Figure 4. DSC-derived MCP-1 was involved in the inhibition of perforin expression in CD56⁺ NK cells.

Freshly isolated CD56⁺ NK cells were stimulated with DSC media, DSC-LPS media or MCP-1 (420 pg/mL, according to the mean level of 16 DSC-LPS media detected by ELISA) for 48 hours. An anti-MCP-1 neutralizing mAb was added to the cultures 1 hour prior to the stimulation, and the perforin expression was analyzed by flow cytometry and RT-PCR. (A) Flow cytometric analysis of perforin.

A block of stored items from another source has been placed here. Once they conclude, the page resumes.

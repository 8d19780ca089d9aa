use clap::{ArgAction, Parser, Subcommand};
use std::path::PathBuf;

#[derive(Parser)]
#[command(author, version, about, long_about = None)]
pub struct Args {
    /// Increase log verbosity (-v info, -vv debug, -vvv trace)
    #[arg(short, long, action = ArgAction::Count, global = true)]
    pub verbose: u8,

    /// Configuration file (defaults to the user config directory)
    #[arg(long, global = true)]
    pub config: Option<PathBuf>,

    /// Append logs to this file instead of stderr
    #[arg(long, global = true)]
    pub log_file: Option<PathBuf>,

    #[command(subcommand)]
    pub command: Commands,
}

#[derive(Subcommand)]
pub enum Commands {
    /// Validate a batch of map and final report uploads
    Validate {
        /// JSON manifest listing the uploads of the batch
        manifest: PathBuf,

        /// Map registry snapshot, loaded if present and updated afterwards
        #[arg(short = 'r', long = "registry", default_value = "map_registry.json")]
        registry: PathBuf,

        /// Directory for the outcome log and decoded genotype tables
        #[arg(short = 'o', long = "output", default_value = "validation_output")]
        output_dir: PathBuf,

        /// Validate without writing the registry or genotype tables
        #[arg(long)]
        dry_run: bool,
    },

    /// Verify declared parentage against decoded genotypes
    Verify {
        /// `;`-separated claims: child;sire;dam;relationship
        claims: PathBuf,

        /// Genotype tables written by `validate`
        #[arg(short = 'g', long = "genotypes", required = true, num_args = 1..)]
        genotypes: Vec<PathBuf>,

        /// Map registry snapshot the genotype tables refer to
        #[arg(short = 'r', long = "registry", default_value = "map_registry.json")]
        registry: PathBuf,

        /// Output file for concordance results
        #[arg(short = 'o', long = "output", default_value = "concordance.csv")]
        output_file: PathBuf,

        /// Registered map restricting the comparison (overrides the configured panel)
        #[arg(long)]
        panel: Option<String>,
    },

    /// Print the status catalog
    Catalog {
        /// Emit JSON instead of a table
        #[arg(long)]
        json: bool,
    },
}
mod classifier;
mod loader;
mod types;

pub use classifier::{entry_text, Classifier};
pub use loader::{read_entries, read_entry, BatchManifest, ManifestEntry};
pub use types::{
    ArtifactCategory, ArtifactEntry, Classification, Delimiter, Provenance, ReportHeader,
    TableLayout, UploadKind, UploadedArtifact,
};

pub(crate) use classifier::{MAP_KEY_COLUMN, REPORT_KEY_COLUMN};
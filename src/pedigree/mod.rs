//! Parent/child verification by SNP concordance.

mod types;
mod verifier;

pub use types::{ConcordanceResult, PedigreeClaim, Relationship, Thresholds, Verdict};
pub use verifier::{duo_consistent, trio_consistent, GenotypeLookup, PedigreeVerifier};
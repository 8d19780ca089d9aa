use super::{StatusCategory, StatusCode, StatusKey};
use crate::error::StatusError;
use serde::Deserialize;
use std::collections::HashMap;
use std::fs;
use std::path::Path;

const DEFAULT_CATALOG: &str = include_str!("catalog.toml");

#[derive(Deserialize)]
struct CatalogFile {
    status: Vec<CatalogEntry>,
}

#[derive(Deserialize)]
struct CatalogEntry {
    code: String,
    bit_ok: i64,
    bit_elaborato: i64,
    message: String,
}

fn flag(code: &str, field: &'static str, value: i64) -> Result<bool, StatusError> {
    match value {
        0 => Ok(false),
        1 => Ok(true),
        _ => Err(StatusError::InvalidFlag {
            code: code.to_string(),
            field,
            value,
        }),
    }
}

/// Read-only outcome catalog, built once at startup and shared by reference.
#[derive(Debug, Clone)]
pub struct StatusRegistry {
    entries: HashMap<String, StatusCode>,
    // Indexed by StatusKey ordinal; populated only when every key is present.
    known: Vec<StatusCode>,
}

impl StatusRegistry {
    /// The catalog compiled into the binary.
    pub fn builtin() -> Result<Self, StatusError> {
        Self::from_toml(DEFAULT_CATALOG)
    }

    pub fn from_path(path: &Path) -> Result<Self, StatusError> {
        let content = fs::read_to_string(path).map_err(|source| StatusError::Read {
            path: path.to_path_buf(),
            source,
        })?;
        Self::from_toml(&content)
    }

    pub fn from_toml(content: &str) -> Result<Self, StatusError> {
        let file: CatalogFile = toml::from_str(content)?;
        let mut entries = HashMap::with_capacity(file.status.len());

        for entry in file.status {
            let category = StatusCategory::from_code(&entry.code).ok_or_else(|| {
                StatusError::BadPrefix {
                    code: entry.code.clone(),
                }
            })?;
            let status = StatusCode {
                category,
                success: flag(&entry.code, "bit_ok", entry.bit_ok)?,
                processed: flag(&entry.code, "bit_elaborato", entry.bit_elaborato)?,
                message: entry.message,
                code: entry.code,
            };
            if entries.contains_key(&status.code) {
                return Err(StatusError::DuplicateCode { code: status.code });
            }
            entries.insert(status.code.clone(), status);
        }

        let missing: Vec<String> = StatusKey::ALL
            .iter()
            .filter(|key| !entries.contains_key(key.as_str()))
            .map(|key| key.as_str().to_string())
            .collect();
        if !missing.is_empty() {
            return Err(StatusError::IncompleteCatalog(missing));
        }

        let known = StatusKey::ALL
            .iter()
            .filter_map(|key| entries.get(key.as_str()).cloned())
            .collect();

        Ok(Self { entries, known })
    }

    /// Look up any catalog code, including extensions the engine does not emit.
    pub fn lookup(&self, category: StatusCategory, code: &str) -> Result<&StatusCode, StatusError> {
        self.entries
            .get(code)
            .filter(|status| status.category == category)
            .ok_or_else(|| StatusError::UnknownCode {
                category: category.to_string(),
                code: code.to_string(),
            })
    }

    /// Codes referenced by the engine are guaranteed present by construction.
    pub fn get(&self, key: StatusKey) -> &StatusCode {
        &self.known[key.ordinal()]
    }

    pub fn len(&self) -> usize {
        self.entries.len()
    }

    pub fn is_empty(&self) -> bool {
        self.entries.is_empty()
    }

    /// All codes sorted by code string.
    pub fn codes(&self) -> Vec<&StatusCode> {
        let mut codes: Vec<_> = self.entries.values().collect();
        codes.sort_by(|a, b| a.code.cmp(&b.code));
        codes
    }
}

#[cfg(test)]
mod tests {
    use super::*;

    #[test]
    fn builtin_catalog_covers_every_key() {
        let registry = StatusRegistry::builtin().unwrap();
        for key in StatusKey::ALL {
            let status = registry.get(key);
            assert_eq!(status.code, key.as_str());
            assert_eq!(status.category, key.category());
        }
        assert!(registry.get(StatusKey::m_D).success);
        assert!(!registry.get(StatusKey::g_N).success);
        assert!(!registry.get(StatusKey::c_B).processed);
    }

    #[test]
    fn near_duplicate_variants_keep_identical_messages() {
        let registry = StatusRegistry::builtin().unwrap();
        assert_eq!(
            registry.get(StatusKey::g_C).message,
            registry.get(StatusKey::g_G).message
        );
        assert_eq!(
            registry.get(StatusKey::m_E).message,
            registry.get(StatusKey::m_F).message
        );
    }

    #[test]
    fn lookup_rejects_unknown_and_miscategorised_codes() {
        let registry = StatusRegistry::builtin().unwrap();
        assert!(registry.lookup(StatusCategory::Map, "m_A").is_ok());
        assert!(matches!(
            registry.lookup(StatusCategory::Map, "m_Z"),
            Err(StatusError::UnknownCode { .. })
        ));
        assert!(matches!(
            registry.lookup(StatusCategory::Chip, "m_A"),
            Err(StatusError::UnknownCode { .. })
        ));
    }

    #[test]
    fn incomplete_catalog_fails_fast() {
        let content = r#"
            [[status]]
            code = "c_A"
            bit_ok = 0
            bit_elaborato = 1
            message = "x"
        "#;
        match StatusRegistry::from_toml(content) {
            Err(StatusError::IncompleteCatalog(missing)) => {
                assert_eq!(missing.len(), StatusKey::ALL.len() - 1);
                assert!(!missing.contains(&"c_A".to_string()));
            }
            other => panic!("expected IncompleteCatalog, got {:?}", other),
        }
    }

    #[test]
    fn invalid_flag_is_rejected() {
        let content = DEFAULT_CATALOG.replacen("bit_ok = 0", "bit_ok = 2", 1);
        assert!(matches!(
            StatusRegistry::from_toml(&content),
            Err(StatusError::InvalidFlag { field: "bit_ok", value: 2, .. })
        ));
    }

    #[test]
    fn extensions_are_allowed() {
        let content = format!(
            "{}\n[[status]]\ncode = \"g_Z\"\nbit_ok = 0\nbit_elaborato = 1\nmessage = \"later\"\n",
            DEFAULT_CATALOG
        );
        let registry = StatusRegistry::from_toml(&content).unwrap();
        assert_eq!(registry.len(), StatusKey::ALL.len() + 1);
        assert_eq!(
            registry.lookup(StatusCategory::Genotype, "g_Z").unwrap().message,
            "later"
        );
    }

    #[test]
    fn duplicate_code_is_rejected() {
        let content = format!(
            "{}\n[[status]]\ncode = \"m_A\"\nbit_ok = 0\nbit_elaborato = 1\nmessage = \"again\"\n",
            DEFAULT_CATALOG
        );
        assert!(matches!(
            StatusRegistry::from_toml(&content),
            Err(StatusError::DuplicateCode { .. })
        ));
    }
}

The picture is from a representative experiment, and the numbers are the percentages of positive cells. (B) GMean value of perforin expression. (C) A representative graph of perforin mRNA expression detected by RT-PCR. Respective density analysis of the bands normalized to β-actin bands. (D) Flow cytometric analysis of apoptosis of K562 cells induced by NK cells. NK cells indifferent treatment conditions were incubated with K562 (NK∶ K562 ratio: 1∶4) for 5 hours. The cytotoxicity of he NK cells was evaluated based on the percentage of CD56-negative (K562 cells) annexin V-positive cells as previously described. Gate 1, cells involved in our analysis. Gate 2, CD56-negative cells. (E) Graphs represented percentage of annexin V-positive cells. All data shown were expressed as mean±SD of 3 independent experiments. *P<0.05 and *** P<0.0001.